QUOTE (Jack Reed @ Jul 20 2009, 04:59 PM) *
A moment in the last movement where she's standing still for a moment, downstage, in her pin-up pose, with one hand to the back of her head and the other to her hip, when Villella came barreling across the front. As he passed directly in front of her for an instant, she lowered and raised her head slightly, changing her pleasant expression to a more dubious one, as though to say, Ahem, you're upstaging me. Another witty detail, one of her own, apparently, making this ballet dazzle all the more.


That's an excellent example of her own brilliant relationship with her partners. She is always very overtly appreciative of them. That's part of her tremendous appeal to me.

QUOTE (bart @ Jul 20 2009, 05:36 PM) *
Croce refers several times to what she called (in 1979) the "very dissimilar styles" of Farrell and McBride. Was it possible to talk about any ballerina in the context of NYCB without bringing up comparisons with Farrell? I wonder.

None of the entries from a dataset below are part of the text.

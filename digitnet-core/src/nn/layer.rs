use crate::error::DigitNetError;
use crate::linalg::Vector;
use crate::nn::layers::{FullyConnected, ReLU, SoftMax};
use crate::nn::module::Module;
use crate::types::Real;

/// The closed set of layers a [`Network`](crate::model::Network) is built from.
#[derive(Debug, Clone)]
pub enum Layer<T> {
    FullyConnected(FullyConnected<T>),
    ReLU(ReLU<T>),
    SoftMax(SoftMax<T>),
}

impl<T: Real> Layer<T> {
    fn as_module(&self) -> &dyn Module<T> {
        match self {
            Layer::FullyConnected(layer) => layer,
            Layer::ReLU(layer) => layer,
            Layer::SoftMax(layer) => layer,
        }
    }

    fn as_module_mut(&mut self) -> &mut dyn Module<T> {
        match self {
            Layer::FullyConnected(layer) => layer,
            Layer::ReLU(layer) => layer,
            Layer::SoftMax(layer) => layer,
        }
    }

    pub fn forward(&mut self, input: &Vector<T>) -> Result<Vector<T>, DigitNetError> {
        self.as_module_mut().forward(input)
    }

    pub fn backward(&mut self, grad_output: &Vector<T>) -> Result<Vector<T>, DigitNetError> {
        self.as_module_mut().backward(grad_output)
    }

    pub fn name(&self) -> &'static str {
        self.as_module().name()
    }

    pub fn num_parameters(&self) -> usize {
        self.as_module().num_parameters()
    }
}

impl<T> From<FullyConnected<T>> for Layer<T> {
    fn from(layer: FullyConnected<T>) -> Self {
        Layer::FullyConnected(layer)
    }
}

impl<T> From<ReLU<T>> for Layer<T> {
    fn from(layer: ReLU<T>) -> Self {
        Layer::ReLU(layer)
    }
}

impl<T> From<SoftMax<T>> for Layer<T> {
    fn from(layer: SoftMax<T>) -> Self {
        Layer::SoftMax(layer)
    }
}
use thiserror::Error;

/// Custom error type for the DigitNet crates.
///
/// Every fallible operation in the workspace returns this type. Variants fall
/// into three families: configuration errors (bad settings, mismatched ranks
/// or dimensions), parse errors (truncated or corrupt tensor text, malformed
/// dataset headers) and index errors (wrong-arity or out-of-range access).
#[derive(Error, Debug, PartialEq, Clone)] // PartialEq for easier testing
pub enum DigitNetError {
    #[error("Rank mismatch: expected rank {expected}, got {actual} during operation {operation}")]
    RankMismatch {
        expected: usize,
        actual: usize,
        operation: String,
    },

    #[error("Dimension mismatch: expected {expected}, got {actual} during operation {operation}")]
    DimensionMismatch {
        expected: usize,
        actual: usize,
        operation: String,
    },

    #[error("Shape mismatch: expected {expected:?}, got {actual:?} during operation {operation}")]
    ShapeMismatch {
        expected: Vec<usize>,
        actual: Vec<usize>,
        operation: String,
    },

    #[error("Index rank mismatch: index has {actual} components but tensor has rank {expected}")]
    IndexRankMismatch { expected: usize, actual: usize },

    #[error("Index out of bounds: index {index:?} for shape {shape:?}")]
    IndexOutOfBounds {
        index: Vec<usize>,
        shape: Vec<usize>,
    },

    #[error("Tensor creation error: data length {data_len} does not match shape {shape:?}")]
    TensorCreationError { data_len: usize, shape: Vec<usize> },

    #[error("Tensor parse error at line {line}: {message}")]
    TensorParse { line: usize, message: String },

    #[error("Invalid magic number: expected {expected:#010x}, got {actual:#010x}")]
    InvalidMagicNumber { expected: u32, actual: u32 },

    #[error("Dataset format error: {0}")]
    DatasetFormat(String),

    #[error("Missing configuration key: {0}")]
    MissingConfigKey(String),

    #[error("Invalid value {value:?} for configuration key {key}: {reason}")]
    InvalidConfigValue {
        key: String,
        value: String,
        reason: String,
    },

    #[error("Invalid argument: {0}")]
    InvalidArgument(String),

    #[error("Network is not configured: {0}")]
    NotConfigured(String),

    #[error("Network layers are already configured")]
    AlreadyConfigured,

    #[error("Empty dataset: {0}")]
    EmptyDataset(String),

    #[error("Backward called on layer {0} before any forward pass")]
    BackwardBeforeForward(String),

    #[error("I/O error: {0}")]
    Io(String),
}

impl From<std::io::Error> for DigitNetError {
    fn from(err: std::io::Error) -> Self {
        DigitNetError::Io(err.to_string())
    }
}
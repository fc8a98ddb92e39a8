// src/nn/mod.rs
// Layers, the layer trait, weight initialization and the loss.

pub mod init;
pub mod layer;
pub mod layers;
pub mod losses;
pub mod module;

// Re-export common items
pub use layer::Layer;
pub use layers::{FullyConnected, ReLU, SoftMax};
pub use losses::CrossEntropyLoss;
pub use module::Module;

No, but it was the obvious dissimilarity that made her capable of appreciating both quite unreservedly IMO. The fact that they were so dissimilar is what made them the greatest two ballerinas dancing for Balanchine during some years, even though Farrell had the bigger profile, and Croce is right about 'Farrell's grandeur'. But her partners are servants to a great degree. What Jack writes about McBride and Villella is a kind of interaction with the male partner I never saw with Suzanne and any of her partners (nor should it have been, she was something more of a 'sacred object'. )

QUOTE
she secretes herself in a "through" current of energy and lets it (and a good partner) carry her. The method -- if that is what it is -- works, but compared with last year's Liebeslieder Walzer, the McBride of this year's Brahms-Schoenberg Quartet is noticeably more recessed.


This is superlative, the use of the word 'secretes', and I think is the key to understanding what McBride always did. Now that is inspired, because McBride always had a way of 'secreting'. She never didn't have a sense of secreting, and that is something of what bart and i were discussing some months back about her 'quiet inaccessiblity'. Farrell and McBride both 'secreted' (just love that as a verb) themselves, but, here again, in dissimilar ways. Patty smiles, and very naturally, a lot more than Suzanne ever does.

QUOTE
McBride is a few years younger than Makarova [who had just retired] and a few years older than Farrell. Now that her technique is fraying, we see how deep her strength lies. It's the kind of strength that Balanchine relied on to shape the ballerina repertory. And as we watch McBride and Farrell maneuver inside their roles we see not only strength but the imagination that also played a part in the process. (**)


Again, Croce here (at least) just can't keep her eyes off either of them (and I never could either.)

QUOTE (Jack Reed @ Jul 20 2009, 05:51 PM) *
Thanks for the quotes, bart. I was just recalling some of that imagination in McBride's prime while you were posting. It was always there, when I was looking anyway, not just late on, as the quote might be taken to imply.

I think it wasn't responsible, even if it was possible, to think about NYCB without reference to Farrell, while she was there. It's not exactly that Farrell set the standard, but if anything, she happened to exemplify Balanchine's... approach. (I was going to say his philosophy.)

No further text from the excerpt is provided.